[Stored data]
▬▬▬▬▬▬▬▬▬▬
use crate::server::SharedState;
use axum::{extract::State, response::IntoResponse, response::Json};
use serde::Serialize;

#[derive(Serialize)]
pub struct Labels<'a> {
    labels: &'a [String],
}

pub async fn labels(State(state): State<SharedState>) -> impl IntoResponse {
    Json(Labels {
        labels: state.prediction_service.labels(),
    })
    .into_response()
}
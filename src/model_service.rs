use ndarray::ArrayView4;
use std::path::PathBuf;
use thiserror::Error;

#[derive(Error, Debug)]
pub enum ModelError {
    #[error("No .{extension} model found in {dir:?}")]
    NotFound { dir: PathBuf, extension: String },
    #[error("Failed to scan model directory {0:?}: {1}")]
    ReadDir(PathBuf, std::io::Error),
    #[error("ONNX runtime error: {0}")]
    Ort(#[from] ort::Error),
    #[error("Model has no output named {0}")]
    MissingOutput(String),
}

/// A loaded classifier: one preprocessed image in, one score per class out.
pub trait ModelService: Send + Sync + 'static {
    fn predict(&self, input: ArrayView4<'_, f32>) -> Result<Vec<f32>, ModelError>;
}
//! Equality and ordering strategies used by hashed and ordered containers.
//!
//! Both traits carry optional `freeze`/`unfreeze` hooks. A comparator that
//! reads mutable fields of the value implements them to register the
//! container with the value's [`FrozenContext`](crate::FrozenContext), so
//! that mutating those fields later suspends and resumes the value in every
//! index that depends on them.

use std::cmp::Ordering;
use std::hash::{Hash, Hasher};
use std::marker::PhantomData;
use std::rc::Rc;

use rustc_hash::FxHasher;

use crate::frozen::FreezeHandle;

pub trait EqualityComparator<T> {
    fn hash(&self, value: &T) -> u64;

    fn equals(&self, a: &T, b: &T) -> bool;

    /// Called after `value` was attached to a container indexing it with
    /// this comparator.
    fn freeze(&self, _value: &T, _handle: FreezeHandle<T>) {}

    /// Called after `value` was detached from such a container.
    fn unfreeze(&self, _value: &T, _handle: &FreezeHandle<T>) {}
}

pub trait OrderComparator<T> {
    fn compare(&self, a: &T, b: &T) -> Ordering;

    fn freeze(&self, _value: &T, _handle: FreezeHandle<T>) {}

    fn unfreeze(&self, _value: &T, _handle: &FreezeHandle<T>) {}
}

/// Equality through `Hash + Eq`.
pub struct DefaultEquality<T>(PhantomData<fn(&T)>);

impl<T> DefaultEquality<T> {
    pub fn new() -> Self {
        Self(PhantomData)
    }
}

impl<T> Default for DefaultEquality<T> {
    fn default() -> Self {
        Self::new()
    }
}

impl<T: Hash + Eq> EqualityComparator<T> for DefaultEquality<T> {
    fn hash(&self, value: &T) -> u64 {
        fx_hash(value)
    }

    fn equals(&self, a: &T, b: &T) -> bool {
        a == b
    }
}

/// Ordering through `Ord`.
pub struct NaturalOrder<T>(PhantomData<fn(&T)>);

impl<T> NaturalOrder<T> {
    pub fn new() -> Self {
        Self(PhantomData)
    }
}

impl<T> Default for NaturalOrder<T> {
    fn default() -> Self {
        Self::new()
    }
}

impl<T: Ord> OrderComparator<T> for NaturalOrder<T> {
    fn compare(&self, a: &T, b: &T) -> Ordering {
        a.cmp(b)
    }
}

/// Adapts a plain closure into an [`OrderComparator`] without freeze hooks.
pub struct FnOrder<F>(pub F);

impl<T, F> OrderComparator<T> for FnOrder<F>
where
    F: Fn(&T, &T) -> Ordering,
{
    fn compare(&self, a: &T, b: &T) -> Ordering {
        (self.0)(a, b)
    }
}

/// How a set or map indexes its keys.
pub enum KeyIndex<K> {
    /// Hash index, iteration in insertion order.
    Hashed(Rc<dyn EqualityComparator<K>>),
    /// Sorted order; enables navigable views.
    Ordered(Rc<dyn OrderComparator<K>>),
}

impl<K> Clone for KeyIndex<K> {
    fn clone(&self) -> Self {
        match self {
            KeyIndex::Hashed(eq) => KeyIndex::Hashed(Rc::clone(eq)),
            KeyIndex::Ordered(cmp) => KeyIndex::Ordered(Rc::clone(cmp)),
        }
    }
}

impl<K: Hash + Eq + 'static> KeyIndex<K> {
    pub fn hashed() -> Self {
        KeyIndex::Hashed(Rc::new(DefaultEquality::new()))
    }
}

impl<K: Ord + 'static> KeyIndex<K> {
    pub fn ordered() -> Self {
        KeyIndex::Ordered(Rc::new(NaturalOrder::new()))
    }
}

pub(crate) fn fx_hash<T: Hash + ?Sized>(value: &T) -> u64 {
    let mut hasher = FxHasher::default();
    value.hash(&mut hasher);
    hasher.finish()
}

#[cfg(test)]
mod tests {
    use super::*;

    #[test]
    fn default_equality_agrees_with_eq() {
        let eq = DefaultEquality::<&str>::new();
        assert!(eq.equals(&"a", &"a"));
        assert!(!eq.equals(&"a", &"b"));
        assert_eq!(eq.hash(&"a"), eq.hash(&"a"));
    }

    #[test]
    fn fn_order_wraps_closures() {
        let by_len = FnOrder(|a: &String, b: &String| a.len().cmp(&b.len()));
        assert_eq!(
            by_len.compare(&"aa".to_string(), &"b".to_string()),
            Ordering::Greater
        );
    }
}
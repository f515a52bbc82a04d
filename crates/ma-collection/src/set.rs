//! Hashed and ordered sets, their navigable sub-views and key projections.

use std::cmp::Ordering;
use std::hash::Hash;
use std::rc::Rc;

use crate::comparator::{KeyIndex, OrderComparator};
use crate::error::{CollectionError, InvariantViolation};
use crate::event::EventKind;
use crate::frozen::SuspendToken;
use crate::iter::SetIter;
use crate::listener::{Listener, ListenerId};
use crate::modification::{ModificationKind, Operands};
use crate::node::{Bounds, Derivation, Node};
use crate::ops;
use crate::options::CollectionOptions;
use crate::store::{Keying, Store, StoreStats};
use crate::suspend;
use crate::view_info::ViewInfo;

/// A mutation-aware set.
///
/// Hashed sets iterate in insertion order; ordered sets iterate in
/// comparator order and support navigation and range views. `MaSet<K, V>`
/// with a non-unit `V` is the key projection of a [`crate::MaMap`]: it
/// supports removal but not insertion.
pub struct MaSet<K, V = ()> {
    node: Rc<Node<K, V>>,
}

impl<K, V> Clone for MaSet<K, V> {
    fn clone(&self) -> Self {
        Self {
            node: Rc::clone(&self.node),
        }
    }
}

#[derive(Clone, Copy)]
enum Nav {
    Floor,
    Ceiling,
    Lower,
    Higher,
}

impl Nav {
    fn flipped(self) -> Self {
        match self {
            Nav::Floor => Nav::Ceiling,
            Nav::Ceiling => Nav::Floor,
            Nav::Lower => Nav::Higher,
            Nav::Higher => Nav::Lower,
        }
    }
}

impl<K: Hash + Eq + Clone + 'static> MaSet<K> {
    pub fn hashed() -> Self {
        Self::hashed_with(CollectionOptions::default())
    }

    pub fn hashed_with(options: CollectionOptions) -> Self {
        Self::with_index(KeyIndex::hashed(), options)
    }
}

impl<K: Ord + Clone + 'static> MaSet<K> {
    pub fn ordered() -> Self {
        Self::ordered_with(CollectionOptions::default())
    }

    pub fn ordered_with(options: CollectionOptions) -> Self {
        Self::with_index(KeyIndex::ordered(), options)
    }
}

impl<K: Clone + 'static> MaSet<K> {
    pub fn with_index(index: KeyIndex<K>, options: CollectionOptions) -> Self {
        let store = Store::new(Keying::from(index), None, options);
        Self {
            node: Node::root(store, EventKind::Element),
        }
    }

    /// Adds `key`, detaching an equal element first. Returns `false` when an
    /// equal element was already present.
    pub fn add(&self, key: K) -> Result<bool, CollectionError> {
        self.check_insertable(std::slice::from_ref(&key))?;
        let operands = Operands::Element(key.clone());
        let (absent, _) = ops::modify(&self.node, ModificationKind::Insert, operands, |planner, store| {
            let absent = store.find_key(&key).is_none();
            planner.insert(key, (), None)?;
            Ok(absent)
        })?;
        Ok(absent)
    }

    pub fn add_all(&self, keys: Vec<K>) -> Result<(), CollectionError> {
        self.check_insertable(&keys)?;
        let operands = Operands::Elements(keys.clone());
        ops::modify(&self.node, ModificationKind::InsertAll, operands, |planner, _| {
            for key in keys {
                planner.insert(key, (), None)?;
            }
            Ok(())
        })?;
        Ok(())
    }

    fn check_insertable(&self, keys: &[K]) -> Result<(), CollectionError> {
        if self.node.kind() == EventKind::Key {
            return Err(CollectionError::Unsupported("add through a key projection"));
        }
        let store = self.node.shared.store.borrow();
        if keys.iter().all(|key| self.node.admits_key(&store, key)) {
            Ok(())
        } else {
            Err(CollectionError::KeyOutOfRange)
        }
    }
}

impl<K: Clone + 'static, V: Clone + 'static> MaSet<K, V> {
    pub(crate) fn from_node(node: Rc<Node<K, V>>) -> Self {
        Self { node }
    }

    pub fn len(&self) -> usize {
        let store = self.node.shared.store.borrow();
        self.node.visible_len(&store)
    }

    pub fn is_empty(&self) -> bool {
        self.len() == 0
    }

    pub fn contains(&self, key: &K) -> bool {
        let store = self.node.shared.store.borrow();
        self.node.locate(&store, key).is_some()
    }

    pub fn to_vec(&self) -> Vec<K> {
        let store = self.node.shared.store.borrow();
        self.node
            .visible_slots(&store)
            .into_iter()
            .map(|s| store.slot(s).key.clone())
            .collect()
    }

    pub fn first(&self) -> Option<K> {
        let store = self.node.shared.store.borrow();
        self.node
            .visible_at(&store, 0)
            .map(|s| store.slot(s).key.clone())
    }

    pub fn last(&self) -> Option<K> {
        let store = self.node.shared.store.borrow();
        let len = self.node.visible_len(&store);
        len.checked_sub(1)
            .and_then(|i| self.node.visible_at(&store, i))
            .map(|s| store.slot(s).key.clone())
    }

    /// Greatest element less than or equal to `key`, in view order.
    pub fn floor(&self, key: &K) -> Result<Option<K>, CollectionError> {
        self.navigate(key, Nav::Floor)
    }

    pub fn ceiling(&self, key: &K) -> Result<Option<K>, CollectionError> {
        self.navigate(key, Nav::Ceiling)
    }

    pub fn lower(&self, key: &K) -> Result<Option<K>, CollectionError> {
        self.navigate(key, Nav::Lower)
    }

    pub fn higher(&self, key: &K) -> Result<Option<K>, CollectionError> {
        self.navigate(key, Nav::Higher)
    }

    fn navigate(&self, key: &K, nav: Nav) -> Result<Option<K>, CollectionError> {
        let store = self.node.shared.store.borrow();
        let cmp = store
            .keying()
            .order()
            .ok_or(CollectionError::Unsupported("navigation needs an ordered set"))?;
        let nav = if self.node.is_descending() {
            nav.flipped()
        } else {
            nav
        };
        let (lo, hi) = self.node.visible_range(&store);
        let visible = &store.order()[lo..hi];
        let below = |strict: bool| {
            visible.partition_point(|&s| match cmp.compare(&store.slot(s).key, key) {
                Ordering::Less => true,
                Ordering::Equal => !strict,
                Ordering::Greater => false,
            })
        };
        let index = match nav {
            Nav::Floor => below(false).checked_sub(1),
            Nav::Lower => below(true).checked_sub(1),
            Nav::Ceiling => Some(below(true)),
            Nav::Higher => Some(below(false)),
        };
        Ok(index
            .and_then(|i| visible.get(i))
            .map(|&s| store.slot(s).key.clone()))
    }

    /// Elements before `bound` in view order.
    pub fn head_set(&self, bound: K, inclusive: bool) -> Result<MaSet<K, V>, CollectionError> {
        let info = ViewInfo::HeadSet {
            bound: bound.clone(),
            inclusive,
        };
        self.range(info, None, Some((bound, inclusive)))
    }

    /// Elements from `bound` on, in view order.
    pub fn tail_set(&self, bound: K, inclusive: bool) -> Result<MaSet<K, V>, CollectionError> {
        let info = ViewInfo::TailSet {
            bound: bound.clone(),
            inclusive,
        };
        self.range(info, Some((bound, inclusive)), None)
    }

    pub fn sub_set(
        &self,
        from: K,
        from_inclusive: bool,
        to: K,
        to_inclusive: bool,
    ) -> Result<MaSet<K, V>, CollectionError> {
        let info = ViewInfo::SubSet {
            from: from.clone(),
            from_inclusive,
            to: to.clone(),
            to_inclusive,
        };
        self.range(info, Some((from, from_inclusive)), Some((to, to_inclusive)))
    }

    fn range(
        &self,
        info: ViewInfo<K>,
        start: Option<(K, bool)>,
        end: Option<(K, bool)>,
    ) -> Result<MaSet<K, V>, CollectionError> {
        let bounds = {
            let store = self.node.shared.store.borrow();
            let cmp = store
                .keying()
                .order()
                .ok_or(CollectionError::Unsupported("range views need an ordered set"))?;
            range_bounds(cmp.as_ref(), self.node.bounds(), self.node.is_descending(), start, end)?
        };
        Ok(Self::from_node(
            self.node.derive(Derivation::new(info).bounds(bounds)),
        ))
    }

    pub fn descending_set(&self) -> MaSet<K, V> {
        Self::from_node(self.node.derive(Derivation::new(ViewInfo::Reversed).reversed()))
    }

    pub fn iter(&self) -> SetIter<K, V> {
        SetIter::new(
            self.node.derive(Derivation::new(ViewInfo::Iterator)),
            |key, _| key.clone(),
        )
    }

    pub fn descending_iter(&self) -> SetIter<K, V> {
        SetIter::new(
            self.node
                .derive(Derivation::new(ViewInfo::DescendingIterator).reversed()),
            |key, _| key.clone(),
        )
    }

    pub fn remove(&self, key: &K) -> Result<bool, CollectionError> {
        let operands = Operands::Element(key.clone());
        let (removed, _) = ops::modify(&self.node, ModificationKind::Remove, operands, |planner, store| {
            let hit = self.node.locate(store, key);
            if let Some(slot) = hit {
                planner.remove(slot);
            }
            Ok(hit.is_some())
        })?;
        Ok(removed)
    }

    pub fn remove_all(&self, keys: &[K]) -> Result<usize, CollectionError> {
        ops::remove_matching(
            &self.node,
            ModificationKind::RemoveAll,
            Operands::Elements(keys.to_vec()),
            |store, slot| keys.iter().any(|k| store.keys_equal(&slot.key, k)),
        )
    }

    pub fn retain_all(&self, keys: &[K]) -> Result<usize, CollectionError> {
        ops::remove_matching(
            &self.node,
            ModificationKind::RetainAll,
            Operands::Elements(keys.to_vec()),
            |store, slot| !keys.iter().any(|k| store.keys_equal(&slot.key, k)),
        )
    }

    pub fn clear(&self) -> Result<(), CollectionError> {
        ops::clear(&self.node)
    }

    /// Detaches `key` while a field its hash or order depends on changes.
    pub fn suspend(&self, key: &K) -> Result<SuspendToken, CollectionError> {
        suspend::suspend_key(&self.node.root_node(), key)
    }

    pub fn resume(&self, token: SuspendToken) -> Result<(), CollectionError> {
        suspend::resume(&self.node.root_node(), token)
    }

    pub fn add_listener(&self, listener: impl Into<Listener<K, V>>) -> ListenerId {
        self.node.add_listener(listener.into())
    }

    pub fn remove_listener(&self, id: ListenerId) -> bool {
        self.node.remove_listener(id)
    }

    pub fn view_info(&self) -> Option<ViewInfo<K>> {
        self.node.info().cloned()
    }

    pub fn integrity(&self) -> Result<(), InvariantViolation> {
        ops::integrity(&self.node)
    }

    pub fn debug_stats(&self) -> StoreStats {
        ops::stats(&self.node)
    }
}

/// Bounds of a range view. `start` and `end` are in view order; a descending
/// view maps them onto the ascending bounds the node keeps.
pub(crate) fn range_bounds<K: Clone>(
    cmp: &dyn OrderComparator<K>,
    parent: &Bounds<K>,
    descending: bool,
    start: Option<(K, bool)>,
    end: Option<(K, bool)>,
) -> Result<Bounds<K>, CollectionError> {
    for (key, inclusive) in start.iter().chain(end.iter()) {
        if !parent.admits_bound(cmp, key, *inclusive) {
            return Err(CollectionError::KeyOutOfRange);
        }
    }
    let (lower, upper) = if descending { (end, start) } else { (start, end) };
    if let (Some((lo, _)), Some((hi, _))) = (&lower, &upper) {
        if cmp.compare(lo, hi) == Ordering::Greater {
            return Err(CollectionError::KeyOutOfRange);
        }
    }
    let mut bounds = parent.clone();
    if let Some((key, inclusive)) = lower {
        bounds = bounds.with_lower(key, inclusive);
    }
    if let Some((key, inclusive)) = upper {
        bounds = bounds.with_upper(key, inclusive);
    }
    Ok(bounds)
}

#[cfg(test)]
mod tests {
    use super::*;

    #[test]
    fn navigation_follows_view_direction() {
        let set = MaSet::ordered();
        set.add_all(vec![10, 20, 30]).unwrap();
        assert_eq!(set.floor(&25), Ok(Some(20)));
        assert_eq!(set.higher(&30), Ok(None));

        let desc = set.descending_set();
        assert_eq!(desc.to_vec(), vec![30, 20, 10]);
        assert_eq!(desc.floor(&25), Ok(Some(30)));
        assert_eq!(desc.higher(&20), Ok(Some(10)));
    }

    #[test]
    fn sub_set_rejects_bounds_outside_parent() {
        let set = MaSet::ordered();
        set.add_all(vec![1, 2, 3, 4, 5]).unwrap();
        let head = set.head_set(4, false).unwrap();
        assert_eq!(head.to_vec(), vec![1, 2, 3]);
        assert_eq!(head.tail_set(6, true).err(), Some(CollectionError::KeyOutOfRange));
        assert_eq!(head.add(4), Err(CollectionError::KeyOutOfRange));
        assert_eq!(head.tail_set(2, true).unwrap().to_vec(), vec![2, 3]);
    }

    #[test]
    fn hashed_set_has_no_navigation() {
        let set = MaSet::hashed();
        set.add(1).unwrap();
        assert!(matches!(set.floor(&1), Err(CollectionError::Unsupported(_))));
    }
}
▬▬▬▬▬▬▬▬▬▬
Quote exactly the first line of the data and every line after it through the one holding "fn equals(&self, a: &T, b: &T) -> bool;".

use crate::server::SharedState;
use axum::{extract::State, response::IntoResponse, response::Json};
use serde::Serialize;

#[derive(Serialize)]
pub struct Labels<'a> {
    labels: &'a [String],
}

pub async fn labels(State(state): State<SharedState>) -> impl IntoResponse {
    Json(Labels {
        labels: state.prediction_service.labels(),
    })
    .into_response()
}
filename src/model_service.rs
use ndarray::ArrayView4;
use std::path::PathBuf;
use thiserror::Error;

#[derive(Error, Debug)]
pub enum ModelError {
    #[error("No .{extension} model found in {dir:?}")]
    NotFound { dir: PathBuf, extension: String },
    #[error("Failed to scan model directory {0:?}: {1}")]
    ReadDir(PathBuf, std::io::Error),
    #[error("ONNX runtime error: {0}")]
    Ort(#[from] ort::Error),
    #[error("Model has no output named {0}")]
    MissingOutput(String),
}

/// A loaded classifier: one preprocessed image in, one score per class out.
pub trait ModelService: Send + Sync + 'static {
    fn predict(&self, input: ArrayView4<'_, f32>) -> Result<Vec<f32>, ModelError>;
}
//! Equality and ordering strategies used by hashed and ordered containers.
//!
//! Both traits carry optional `freeze`/`unfreeze` hooks. A comparator that
//! reads mutable fields of the value implements them to register the
//! container with the value's [`FrozenContext`](crate::FrozenContext), so
//! that mutating those fields later suspends and resumes the value in every
//! index that depends on them.

use std::cmp::Ordering;
use std::hash::{Hash, Hasher};
use std::marker::PhantomData;
use std::rc::Rc;

use rustc_hash::FxHasher;

use crate::frozen::FreezeHandle;

pub trait EqualityComparator<T> {
    fn hash(&self, value: &T) -> u64;

    fn equals(&self, a: &T, b: &T) -> bool;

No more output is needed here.